Une littérature importante suggère un rôle des hormones thyroïdiennes dans le processus de mémoire et d’apprentissage. Il a été montré que T3 était capable d’atténuer les déficits de mémoire causés par la scopolamine (= antagonistes des récepteurs cholinergiques)

" Test de la piscine de Morris

 

Une déficience en hormones thyroïdiennes serait un facteur de risque pour développer la maladie d’Alzheimer.

 

Ces hormones thyroïdiennes sont sous contrôle de nombreux neurotransmetteurs (adrénaline, noradrénaline, sérotonine, glutamate, GABA, dopamine, etc.)

La dopamine agit sur l’hypothalamus mais également sur l’hypophyse antérieure pour inhiber la synthèse de TSH (et donc inhiber la libération d’hormones thyroïdiennes)

 

Dysfonctionnement de la glande thyroïdienne :

-          L’hypothyroïdie peut être provoquer par des anomalies de la glande elle–même (hypothyroïdie IAIRE) ou être due à une déficience de TSH (hypothyroïdie IIAIRE) ou due à une anomalie de l’hypothalamus (hypothyroïdie IIIAIRE) L’hypothyroïdie peut être observée à la suite d’une carence alimentaire en iode.

Chez l’adulte, le syndrome hypothyroïdien est appelé syndrome de myxodème et se manifeste par un métabolisme basal long, des sensations de froid, un assèchement et un épaississement de la peau, des oedèmes, une baisse des aptitudes mentales, parfois une léthargie, une dépression, une baisse de la force cardiaque, une bradycardie, une baisse de la motilité intestinale, un visage boursouflé (dû à la l’œdème), etc. Une hypothyroïdie sévère peut amener jusqu’au coma.

Si l’hypothyroïdie est due à une carence en iode, la glande thyroïde s’hypertrophie, ce qui produit un goitre endémique. S’il n’y a pas de traitement mis en place, les cellules thyroïdiennes s’épuisent et la glande s’atrophie.
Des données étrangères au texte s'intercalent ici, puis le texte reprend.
//! A "falling numbers" matrix intro: a terminal-style typing script, a digit rain that
//! uncovers a target number column by column, and a blinking "System failure" banner, looping.
//!
//! The animation is frame-driven and host-agnostic:
//!
//! - [`MatrixIntro`] receives frame callbacks from a [`FrameScheduler`] and resize events
//! - a [`PhaseSequencer`] turns each callback into [`DrawCommand`]s
//! - commands are replayed onto any [`DrawSurface`] ([`CpuSurface`] renders real pixels)
//! - [`RenderSession`] runs the whole thing offline and streams frames into a [`FrameSink`]
#![forbid(unsafe_code)]
#![deny(missing_docs)]

mod foundation;

/// Construction-time configuration.
pub mod config;
/// Frame sinks (PNG sequences, MP4 via `ffmpeg`).
pub mod encode;
/// Host driver.
pub mod intro;
/// Column-reveal matrix layout.
pub mod layout;
/// Raster surfaces.
pub mod render;
/// Frame scheduling.
pub mod scheduler;
/// Phase state machine.
pub mod sequencer;
/// Offline rendering session.
pub mod session;
/// Drawing-surface capability.
pub mod surface;
/// Matrix glyphs.
pub mod symbol;
/// Clocks and the phase timer.
pub mod timing;

pub use crate::config::{AnimationConfig, BannerConfig, IntroConfig, Palette, ScriptConfig};
pub use crate::encode::ffmpeg::{FfmpegSink, FfmpegSinkOpts, is_ffmpeg_on_path};
pub use crate::encode::png::{PngSequenceSink, write_png};
pub use crate::encode::sink::{FrameSink, InMemorySink, SinkConfig};
pub use crate::foundation::core::{Canvas, Fps, FrameIndex, FrameRange, Point, Rect, Rgba8};
pub use crate::foundation::error::{IntroError, IntroResult};
pub use crate::intro::MatrixIntro;
pub use crate::layout::{Grid, Layout, MatrixLayoutEngine};
pub use crate::render::FrameRGBA;
pub use crate::render::cpu::CpuSurface;
pub use crate::scheduler::{FrameHandle, FrameScheduler, VsyncScheduler};
pub use crate::sequencer::phase::{PhaseKind, PhaseState};
pub use crate::sequencer::plan::{PhaseDescriptor, PhasePlan};
pub use crate::sequencer::{PhaseSequencer, Progress};
pub use crate::session::{RenderSession, RenderSessionOpts, RenderStats};
pub use crate::surface::{
    DrawCommand, DrawSurface, Glow, RecordingSurface, TextAlign, TextMeasure, TextStyle,
};
pub use crate::symbol::Symbol;
pub use crate::timing::clock::{Clock, ManualClock, MonotonicClock};
pub use crate::timing::timer::Timer;
//! Frame sinks.
//!
//! Sinks receive rendered frames in increasing frame order from
//! [`crate::RenderSession::render_range`].

/// MP4 output through the system `ffmpeg`.
pub mod ffmpeg;
/// Numbered PNG files.
pub mod png;
/// Sink trait and the in-memory sink.
pub mod sink;

use std::path::Path;

use anyhow::Context as _;

use crate::foundation::error::IntroResult;

/// Create the parent directory of `path` if needed.
pub fn ensure_parent_dir(path: &Path) -> IntroResult<()> {
    if let Some(parent) = path.parent().filter(|p| !p.as_os_str().is_empty()) {
        std::fs::create_dir_all(parent)
            .with_context(|| format!("create output directory '{}'", parent.display()))?;
    }
    Ok(())
}
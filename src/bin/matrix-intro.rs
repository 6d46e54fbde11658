use std::path::PathBuf;

use anyhow::Context as _;
use clap::{Args, Parser, Subcommand};
use tracing_subscriber::EnvFilter;

use matrix_intro::render::fonts::load_font;
use matrix_intro::{
    Canvas, FfmpegSink, FfmpegSinkOpts, Fps, FrameIndex, FrameRange, FrameSink, Grid,
    IntroConfig, PhaseDescriptor, PhasePlan, PngSequenceSink, RenderSession, RenderSessionOpts,
    write_png,
};

#[derive(Parser, Debug)]
#[command(name = "matrix-intro", version, about = "Render the falling-numbers matrix intro")]
struct Cli {
    #[command(subcommand)]
    cmd: Command,
}

#[derive(Subcommand, Debug)]
enum Command {
    /// Render a single frame as a PNG.
    Frame(FrameArgs),
    /// Render a clip as MP4 (requires `ffmpeg` on PATH) or as a PNG sequence.
    Render(RenderArgs),
    /// Print the phase plan and loop timing as JSON.
    Plan(Common),
}

#[derive(Args, Debug)]
struct Common {
    /// Configuration JSON; missing fields take their defaults.
    #[arg(long)]
    config: Option<PathBuf>,
    /// Surface width in pixels.
    #[arg(long, default_value_t = 800)]
    width: u32,
    /// Surface height in pixels.
    #[arg(long, default_value_t = 600)]
    height: u32,
    /// Output frames per second.
    #[arg(long, default_value_t = 60)]
    fps: u32,
    /// Noise seed.
    #[arg(long, default_value_t = 0)]
    seed: u64,
    /// TTF/OTF font; defaults to the first common system font found.
    #[arg(long)]
    font: Option<PathBuf>,
}

#[derive(Args, Debug)]
struct FrameArgs {
    #[command(flatten)]
    common: Common,
    /// Frame index (0-based).
    #[arg(long)]
    frame: u64,
    /// Output PNG path.
    #[arg(long)]
    out: PathBuf,
}

#[derive(Args, Debug)]
struct RenderArgs {
    #[command(flatten)]
    common: Common,
    /// Output MP4 path, or a directory with `--png`.
    #[arg(long)]
    out: PathBuf,
    /// Number of frames; defaults to one full loop.
    #[arg(long, conflicts_with = "seconds")]
    frames: Option<u64>,
    /// Clip length in seconds.
    #[arg(long)]
    seconds: Option<f64>,
    /// Write `frame_00000.png`, ... into `--out` instead of encoding MP4.
    #[arg(long, default_value_t = false)]
    png: bool,
    /// Refuse to replace an existing MP4.
    #[arg(long, default_value_t = false)]
    no_overwrite: bool,
}

impl Common {
    fn load_config(&self) -> anyhow::Result<IntroConfig> {
        match &self.config {
            Some(path) => Ok(IntroConfig::from_path(path)?),
            None => Ok(IntroConfig::default()),
        }
    }

    fn session(&self) -> anyhow::Result<(IntroConfig, RenderSession)> {
        let cfg = self.load_config()?;
        let font = load_font(self.font.as_deref()).context("load font")?;
        let opts = RenderSessionOpts {
            width: self.width,
            height: self.height,
            fps: Fps::new(self.fps, 1)?,
            seed: self.seed,
        };
        let session = RenderSession::new(cfg.clone(), opts, font)?;
        Ok((cfg, session))
    }
}

fn main() -> anyhow::Result<()> {
    tracing_subscriber::fmt()
        .with_env_filter(
            EnvFilter::try_from_default_env().unwrap_or_else(|_| EnvFilter::new("info")),
        )
        .with_writer(std::io::stderr)
        .init();

    let cli = Cli::parse();
    match cli.cmd {
        Command::Frame(args) => cmd_frame(args),
        Command::Render(args) => cmd_render(args),
        Command::Plan(common) => cmd_plan(common),
    }
}

fn cmd_frame(args: FrameArgs) -> anyhow::Result<()> {
    let (_, mut session) = args.common.session()?;
    let frame = session.render_frame(FrameIndex(args.frame))?;
    write_png(&args.out, &frame)?;
    tracing::info!(frame = args.frame, phase = ?session.phase(), "frame rendered");
    eprintln!("wrote {}", args.out.display());
    Ok(())
}

fn cmd_render(args: RenderArgs) -> anyhow::Result<()> {
    let (cfg, mut session) = args.common.session()?;
    let fps = session.opts().fps;
    let frames = match (args.frames, args.seconds) {
        (Some(n), _) => n,
        (None, Some(s)) => fps.ms_to_frames_ceil(s * 1000.0),
        (None, None) => fps.ms_to_frames_ceil(estimated_loop_ms(&cfg, fps)),
    };
    let range = FrameRange::new(FrameIndex(0), FrameIndex(frames))?;

    let mut sink: Box<dyn FrameSink> = if args.png {
        Box::new(PngSequenceSink::new(&args.out))
    } else {
        let mut opts = FfmpegSinkOpts::new(&args.out);
        opts.overwrite = !args.no_overwrite;
        opts.background = cfg.palette.background;
        Box::new(FfmpegSink::new(opts))
    };
    let stats = session
        .render_range(range, sink.as_mut())
        .with_context(|| format!("render to '{}'", args.out.display()))?;

    eprintln!(
        "wrote {} ({} frames, {} loops)",
        args.out.display(),
        stats.frames_out,
        stats.loops
    );
    Ok(())
}

fn cmd_plan(common: Common) -> anyhow::Result<()> {
    let cfg = common.load_config()?;
    let fps = Fps::new(common.fps, 1)?;
    let plan = PhasePlan::classic(&cfg.script, &cfg.script.timestamp_now());
    let grid = Grid::for_surface(
        Canvas {
            width: common.width,
            height: common.height,
        },
        cfg.animation.glyph_size,
    );
    let doc = serde_json::json!({
        "phases": plan,
        "grid": grid,
        "loop_duration_ms": cfg.animation.loop_duration_ms(),
        "estimated_total_ms": estimated_loop_ms(&cfg, fps),
    });
    println!("{}", serde_json::to_string_pretty(&doc)?);
    Ok(())
}

/// Wall-clock length of one pass through the plan at `fps`, including the failure banner.
fn estimated_loop_ms(cfg: &IntroConfig, fps: Fps) -> f64 {
    let plan = PhasePlan::classic(&cfg.script, &cfg.script.timestamp_now());
    let frame_ms = fps.frame_duration_ms();
    plan.phases()
        .iter()
        .map(|phase| match phase {
            PhaseDescriptor::Blink { duration_ms, .. } => *duration_ms,
            // One gated tick per char, one at full length and one to complete.
            PhaseDescriptor::Type { message } => {
                (message.chars().count() as f64 + 2.0) * cfg.script.type_gate as f64 * frame_ms
            }
            PhaseDescriptor::Matrix => {
                cfg.animation.loop_duration_ms() + cfg.banner.gate as f64 * frame_ms
            }
        })
        .sum()
}
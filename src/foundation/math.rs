pub(crate) fn mul_div255_u16(x: u16, y: u16) -> u16 {
    (((u32::from(x) * u32::from(y)) + 127) / 255) as u16
}

/// Composite premultiplied RGBA8 `src` over `dst` in place.
pub(crate) fn premul_over_in_place(dst: &mut [u8], src: &[u8]) {
    for (d, s) in dst.chunks_exact_mut(4).zip(src.chunks_exact(4)) {
        let sa = u16::from(s[3]);
        if sa == 0 {
            continue;
        }
        if sa == 255 {
            d.copy_from_slice(s);
            continue;
        }
        let inv = 255 - sa;
        for c in 0..4 {
            let v = u16::from(s[c]) + mul_div255_u16(u16::from(d[c]), inv);
            d[c] = v.min(255) as u8;
        }
    }
}

/// Flatten premultiplied RGBA8 over an opaque background into `dst`.
pub(crate) fn flatten_premul_over_bg(dst: &mut [u8], src_premul: &[u8], bg_rgba: [u8; 4]) {
    let bg = [
        u16::from(bg_rgba[0]),
        u16::from(bg_rgba[1]),
        u16::from(bg_rgba[2]),
    ];
    for (d, s) in dst.chunks_exact_mut(4).zip(src_premul.chunks_exact(4)) {
        let inv = 255 - u16::from(s[3]);
        for c in 0..3 {
            d[c] = (u16::from(s[c]) + mul_div255_u16(bg[c], inv)).min(255) as u8;
        }
        d[3] = 255;
    }
}

#[cfg(test)]
#[path = "../../tests/unit/foundation/math.rs"]
mod tests;
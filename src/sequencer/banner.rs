use crate::config::{BannerConfig, Palette};
use crate::foundation::core::{Canvas, Point, Rect};
use crate::foundation::error::IntroResult;
use crate::surface::{DrawCommand, DrawSurface, TextStyle, apply_all};

/// Stateless "System failure" overlay renderer. Visibility is owned by the caller.
#[derive(Clone, Copy, Debug)]
pub struct FailureBanner<'a> {
    cfg: &'a BannerConfig,
    palette: &'a Palette,
}

impl<'a> FailureBanner<'a> {
    /// Bind banner geometry and colors.
    pub fn new(cfg: &'a BannerConfig, palette: &'a Palette) -> Self {
        Self { cfg, palette }
    }

    /// Box centered on the surface, `font_size + 2 * padding` tall.
    pub fn rect(&self, canvas: Canvas) -> Rect {
        let (w, h) = canvas.size_f64();
        let x0 = w / 2.0 - self.cfg.width / 2.0;
        let y0 = h / 2.0 - self.cfg.font_size / 2.0 - self.cfg.padding;
        Rect::new(
            x0,
            y0,
            x0 + self.cfg.width,
            y0 + self.cfg.font_size + 2.0 * self.cfg.padding,
        )
    }

    /// Emit the clearing fill, then border and label when `visible`.
    pub fn commands(&self, canvas: Canvas, visible: bool, out: &mut Vec<DrawCommand>) {
        let rect = self.rect(canvas);
        out.push(DrawCommand::FillRect {
            rect,
            color: self.palette.background,
        });
        if !visible {
            return;
        }

        out.push(DrawCommand::StrokeRect {
            rect,
            color: self.palette.foreground,
            width: self.cfg.border_width,
        });
        let (w, h) = canvas.size_f64();
        out.push(DrawCommand::FillText {
            text: self.cfg.text.clone(),
            origin: Point::new(w / 2.0, h / 2.0 + self.cfg.font_size * 0.3),
            style: TextStyle::plain(self.cfg.font_size, self.palette.foreground).centered(),
        });
    }

    /// Paint directly onto `surface`.
    pub fn draw<D: DrawSurface + ?Sized>(&self, surface: &mut D, visible: bool) -> IntroResult<()> {
        let mut out = Vec::with_capacity(3);
        self.commands(surface.size(), visible, &mut out);
        apply_all(&out, surface)
    }
}

#[cfg(test)]
#[path = "../../tests/unit/sequencer/banner.rs"]
mod tests;
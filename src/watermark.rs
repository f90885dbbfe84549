// ABOUTME: Watermark value type for incremental sync windows
// ABOUTME: Timestamp strings ordered chronologically, with lexicographic fallback

use chrono::{NaiveDate, NaiveDateTime};
use serde::{Deserialize, Serialize};
use std::cmp::Ordering;
use std::fmt;

/// Default lower bound for a table that has never been synchronized.
pub const EPOCH_WATERMARK: &str = "1970-01-01 00:00:00";

const DATETIME_FORMATS: &[&str] = &["%Y-%m-%d %H:%M:%S%.f", "%Y-%m-%dT%H:%M:%S%.f"];

/// Last row-change time successfully mirrored for a table.
///
/// Watermarks are stored exactly as the database rendered them (for MySQL,
/// `CAST(MAX(col) AS CHAR)`), so a value read from the source and written to
/// the checkpoint file round-trips without loss of precision.
///
/// Ordering is chronological when both sides parse as a date or datetime and
/// lexicographic otherwise. Two spellings of the same instant are ordered by
/// their text so that `Ord` agrees with `Eq`.
#[derive(Debug, Clone, PartialEq, Eq, Hash, Serialize, Deserialize)]
#[serde(transparent)]
pub struct Watermark(String);

impl Watermark {
    pub fn new(value: impl Into<String>) -> Self {
        Self(value.into())
    }

    /// The epoch-zero watermark used when neither a checkpoint nor a
    /// destination maximum is available.
    pub fn epoch() -> Self {
        Self(EPOCH_WATERMARK.to_string())
    }

    pub fn as_str(&self) -> &str {
        &self.0
    }

    /// Whether `self` is strictly later than `other` as an instant.
    ///
    /// Unlike `>`, equal instants spelled with different precision
    /// (`10:00:00` and `10:00:00.000000`) are not ordered by their text.
    pub fn is_after(&self, other: &Self) -> bool {
        match (self.parsed(), other.parsed()) {
            (Some(a), Some(b)) => a > b,
            _ => self.0 > other.0,
        }
    }

    fn parsed(&self) -> Option<NaiveDateTime> {
        let trimmed = self.0.trim();
        for format in DATETIME_FORMATS {
            if let Ok(parsed) = NaiveDateTime::parse_from_str(trimmed, format) {
                return Some(parsed);
            }
        }
        NaiveDate::parse_from_str(trimmed, "%Y-%m-%d")
            .ok()
            .and_then(|date| date.and_hms_opt(0, 0, 0))
    }
}

impl Ord for Watermark {
    fn cmp(&self, other: &Self) -> Ordering {
        match (self.parsed(), other.parsed()) {
            (Some(a), Some(b)) => a.cmp(&b).then_with(|| self.0.cmp(&other.0)),
            _ => self.0.cmp(&other.0),
        }
    }
}

impl PartialOrd for Watermark {
    fn partial_cmp(&self, other: &Self) -> Option<Ordering> {
        Some(self.cmp(other))
    }
}

impl fmt::Display for Watermark {
    fn fmt(&self, f: &mut fmt::Formatter<'_>) -> fmt::Result {
        f.write_str(&self.0)
    }
}

impl From<&str> for Watermark {
    fn from(value: &str) -> Self {
        Self::new(value)
    }
}

impl From<String> for Watermark {
    fn from(value: String) -> Self {
        Self(value)
    }
}

#[cfg(test)]
mod tests {
    use super::*;

    #[test]
    fn test_chronological_ordering() {
        let a = Watermark::from("2024-01-01 09:00:00");
        let b = Watermark::from("2024-01-01 10:00:00");
        assert!(a < b);
        assert!(Watermark::epoch() < a);
    }

    #[test]
    fn test_fractional_seconds_order_after_whole_seconds() {
        let whole = Watermark::from("2024-01-01 10:00:00");
        let fractional = Watermark::from("2024-01-01 10:00:00.250000");
        assert!(whole < fractional);
    }

    #[test]
    fn test_is_after_ignores_precision_spelling() {
        let whole = Watermark::from("2024-01-01 10:00:00");
        let micros = Watermark::from("2024-01-01 10:00:00.000000");
        assert!(!micros.is_after(&whole));
        assert!(!whole.is_after(&micros));
        assert!(Watermark::from("2024-01-01 10:00:00.000001").is_after(&whole));
        assert!(Watermark::from("b").is_after(&Watermark::from("a")));
    }

    #[test]
    fn test_mixed_separators_compare_chronologically() {
        // Text order would put 'T' after ' '
        let earlier = Watermark::from("2024-01-01T09:00:00");
        let later = Watermark::from("2024-01-01 10:00:00");
        assert!(earlier < later);
    }

    #[test]
    fn test_date_only_values() {
        let day = Watermark::from("2024-03-01");
        let later = Watermark::from("2024-03-01 00:00:01");
        assert!(day < later);
    }

    #[test]
    fn test_unparseable_values_fall_back_to_text() {
        assert!(Watermark::from("abc") < Watermark::from("abd"));
    }

    #[test]
    fn test_equal_values_are_equal() {
        let a = Watermark::from("2024-01-01 10:00:00");
        let b = Watermark::from("2024-01-01 10:00:00");
        assert_eq!(a.cmp(&b), Ordering::Equal);
        assert_eq!(a, b);
    }

    #[test]
    fn test_serializes_as_plain_string() {
        let wm = Watermark::from("2024-01-01 10:00:00");
        assert_eq!(
            serde_json::to_string(&wm).unwrap(),
            "\"2024-01-01 10:00:00\""
        );
    }
}
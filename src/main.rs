// ABOUTME: CLI entry point for table-mirror
// ABOUTME: Parses flags, runs preflight checks and dispatches table syncs

use anyhow::Context;
use clap::Parser;
use std::path::PathBuf;
use std::sync::Arc;
use table_mirror::catalog::MySqlConnector;
use table_mirror::dispatcher::OutcomeStatus;
use table_mirror::filters::TableSelection;
use table_mirror::preflight::run_preflight_checks;
use table_mirror::transfer::DataxEngine;
use table_mirror::{CheckpointStore, RunOptions, SyncConfig, TableDispatcher};

#[derive(Parser)]
#[command(name = "table-mirror")]
#[command(about = "Mirror MySQL tables with watermark-based incremental sync", long_about = None)]
#[command(version)]
struct Cli {
    /// Path to the TOML configuration file
    #[arg(long, short = 'c', env = "TABLE_MIRROR_CONFIG", default_value = "table-mirror.toml")]
    config: PathBuf,
    /// Sync only these tables (default: every table in the source)
    #[arg(long, short = 't', num_args = 1.., value_delimiter = ',')]
    tables: Option<Vec<String>>,
    /// Skip these tables
    #[arg(long, short = 'e', num_args = 1.., value_delimiter = ',')]
    exclude: Vec<String>,
    /// Copy every row regardless of checkpoints
    #[arg(long, short = 'f')]
    full: bool,
    /// Do not delete destination rows that no longer exist in the source
    #[arg(long)]
    no_detect_deletes: bool,
    /// Empty destination tables before copying (only with --full)
    #[arg(long)]
    truncate_before_sync: bool,
    /// Number of tables synced in parallel (overrides max_workers)
    #[arg(long, short = 'w')]
    workers: Option<usize>,
    /// Set the log level (error, warn, info, debug, trace)
    #[arg(long, default_value = "info")]
    log: String,
}

#[tokio::main]
async fn main() -> anyhow::Result<()> {
    let cli = Cli::parse();

    // Initialize logging
    // 1. RUST_LOG environment variable has highest precedence
    // 2. --log flag is used if RUST_LOG is not set
    let env_filter = tracing_subscriber::EnvFilter::try_from_default_env()
        .unwrap_or_else(|_| tracing_subscriber::EnvFilter::new(cli.log.clone()));
    tracing_subscriber::fmt().with_env_filter(env_filter).init();

    let config = SyncConfig::load(&cli.config)
        .with_context(|| format!("Failed to load configuration from {:?}", cli.config))?;

    if cli.truncate_before_sync && !cli.full {
        tracing::warn!("--truncate-before-sync only applies together with --full; ignoring it");
    }

    let options = RunOptions {
        tables: cli.tables.clone(),
        exclude: cli.exclude.clone(),
        force_full: cli.full,
        detect_deletes: !cli.no_detect_deletes,
        truncate_before_full: cli.full && cli.truncate_before_sync,
        max_workers: cli.workers,
    };

    let config = Arc::new(config);
    let connector = Arc::new(MySqlConnector::new(&config));
    let engine = Arc::new(DataxEngine::new(&config.engine));

    let preflight = run_preflight_checks(&config, engine.as_ref(), connector.as_ref()).await;
    if !preflight.all_passed() {
        preflight.print();
    }
    let source_tables = preflight.into_tables()?;

    let selection = TableSelection::new(options.tables.clone(), options.exclude.clone())
        .resolve(&source_tables)?;
    for warning in &selection.warnings {
        tracing::warn!("{}", warning);
    }

    tracing::info!(
        "Mode: {}, delete detection: {}{}",
        if options.force_full { "forced full" } else { "incremental" },
        if options.detect_deletes { "on" } else { "off" },
        if options.truncate_before_full { ", truncating destination tables first" } else { "" }
    );

    let checkpoints = Arc::new(CheckpointStore::new(&config.checkpoint_path));
    let dispatcher = TableDispatcher::new(connector, engine, checkpoints, config.clone());
    let summary = dispatcher.run(&selection.tables, &options).await;

    println!("{}", "=".repeat(60));
    for outcome in &summary.outcomes {
        if outcome.status == OutcomeStatus::NoNewData {
            tracing::debug!("{}", outcome);
        } else {
            println!("{}", outcome);
        }
    }
    println!("{}", "=".repeat(60));
    println!("{}", summary);

    if summary.has_failures() {
        std::process::exit(1);
    }

    Ok(())
}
Chez l’enfant, l’hypothyroïdie grave s’appelle le crétinisme. Ce trouble se caractérise par une petite taille, une langue et un cou épais, accompagné d’une arriération mentale.

 

-          Le trouble d’hyperthyroïdie le plus répandu est la maladie de Basedow. Cette pathologie est observée dans la région où l’apport est iode est suffisant et constant, dû à un déséquilibre du système immunitaire. il s’agit d’une maladie auto–immune. En fait, on va trouver dans le sérum des anticorps TSI (Thyroïd Stimulating Immunoglobulins) qui se fixent sur les cellules folliculaires à la place de la TSH et cette fixation induit la synthèse des hormones thyroïdiennes.

Le diagnostique, en sérologie, est une baisse de la TSH circulant du à un phénomène de feedback négatif.

Chez ces patients, on observe une accélération du métabolisme basal, une sudation importante, des pulsations cardiaques rapides et irrégulières, de la nervosité, une diminution du poids corporel (perte pondérale), une exophtalmie (sortie des yeux hors des orbites)

Il existe des traitements d’injections par intraveineuse d’anti–thyroïdiens, d’ablation de la glande thyroïde et, chez les personnes âgées, d’injections d’iode radioactif qui irradie la glande thyroïdienne.

Il existe une autre maladie auto–immune : maladie de Hashimoto qui entraîne la destruction de la glande thyroïde par d’autres anticorps.